Houston Commercial Truck + 18-Wheeler Accident Lawyer

Commercial trucks are often nuisances on the highway that push drivers into dangerous situations or block their view of other cars on the road.  For many in Texas, their experience driving around trucks might be even worse.  If you or a loved one was injured in an accident with a commercial truck or 18-wheeler, you may be entitled to take the driver and the trucking company to court.

For a free legal consultation on your truck accident injury case, call the Houston commercial truck and 18-wheeler accident lawyers at The Queenan Law Firm.  Our attorneys represent injury victims and their families in lawsuits against dangerous trucking companies and drivers who put profits over other peoples’ safety.  For a free legal consultation on your case, call our law offices today at (817) 476-1797.
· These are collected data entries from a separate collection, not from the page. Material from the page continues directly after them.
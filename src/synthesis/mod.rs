//! Diagnostic synthesis boundary.
//!
//! The router talks to "something that turns a finalized `SymptomRecord`
//! into a narrative" through the `Synthesizer` trait; the Ollama client is
//! the production implementation and `MockSynthesizer` the test double.
//! The synthesizer is always constructed explicitly and injected — there is
//! no global instance.

pub mod ollama;
pub mod prompt;
pub mod reference;
pub mod report;

pub use ollama::OllamaSynthesizer;

use crate::models::SymptomRecord;
use crate::BoxFuture;

/// Errors from a synthesis round trip.
#[derive(Debug, thiserror::Error)]
pub enum SynthesisError {
    /// Generation backend unreachable.
    #[error("cannot reach the generation backend at {0}")]
    Connection(String),
    /// The round trip exceeded the configured bound.
    #[error("synthesis timed out after {0}s")]
    Timeout(u64),
    /// Backend answered with a non-success status.
    #[error("generation backend responded {status}: {body}")]
    Backend { status: u16, body: String },
    /// Transport-level failure other than connect/timeout.
    #[error("HTTP error during synthesis: {0}")]
    Http(String),
    /// Backend payload did not parse.
    #[error("unreadable generation response: {0}")]
    ResponseParsing(String),
}

/// Generates a diagnostic narrative from a finalized record.
pub trait Synthesizer: Send + Sync {
    fn synthesize<'a>(
        &'a self,
        record: &'a SymptomRecord,
    ) -> BoxFuture<'a, Result<String, SynthesisError>>;
}

/// Mock synthesizer for tests — returns a configured narrative or fails.
pub struct MockSynthesizer {
    narrative: String,
    fail: bool,
}

impl MockSynthesizer {
    pub fn new(narrative: &str) -> Self {
        Self {
            narrative: narrative.to_string(),
            fail: false,
        }
    }

    /// A synthesizer whose every call fails with a connection error.
    pub fn failing() -> Self {
        Self {
            narrative: String::new(),
            fail: true,
        }
    }
}

impl Synthesizer for MockSynthesizer {
    fn synthesize<'a>(
        &'a self,
        _record: &'a SymptomRecord,
    ) -> BoxFuture<'a, Result<String, SynthesisError>> {
        Box::pin(async move {
            if self.fail {
                Err(SynthesisError::Connection("mock backend".into()))
            } else {
                Ok(self.narrative.clone())
            }
        })
    }
}

#[cfg(test)]
mod tests {
    use super::*;

    #[tokio::test]
    async fn mock_returns_configured_narrative() {
        let synthesizer = MockSynthesizer::new("**DIAGNOSTIC PRÉLIMINAIRE**\n- grippe");
        let narrative = synthesizer
            .synthesize(&SymptomRecord::default())
            .await
            .unwrap();
        assert!(narrative.contains("grippe"));
    }

    #[tokio::test]
    async fn failing_mock_surfaces_connection_error() {
        let synthesizer = MockSynthesizer::failing();
        let err = synthesizer
            .synthesize(&SymptomRecord::default())
            .await
            .unwrap_err();
        assert!(matches!(err, SynthesisError::Connection(_)));
    }
}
Suing Trucking Companies for Commercial Truck Accidents in Texas

Truck drivers are personally responsible for errors they make behind the wheel, but their employers may also share responsibility for the injuries their drivers cause.  This can usually happen in two ways.

Suing Trucking Companies for Driver Errors

Trucking companies are often responsible for their employees’ errors.  The drivers that they hire are part of their business operations, and if their mistakes or judgment errors on the road cause serious truck accidents, the trucking company is often responsible for the harms its drivers cause.

This is typically known as “vicarious liability” and follows a legal doctrine called “respondeat superior.”  Under this doctrine, the trucking company can be held liable as long as the driver was working for the company’s benefit and in the normal scope of their duties when they caused the accident.  Any time the truck driver is behind the wheel of the truck, they likely fulfill these qualifications.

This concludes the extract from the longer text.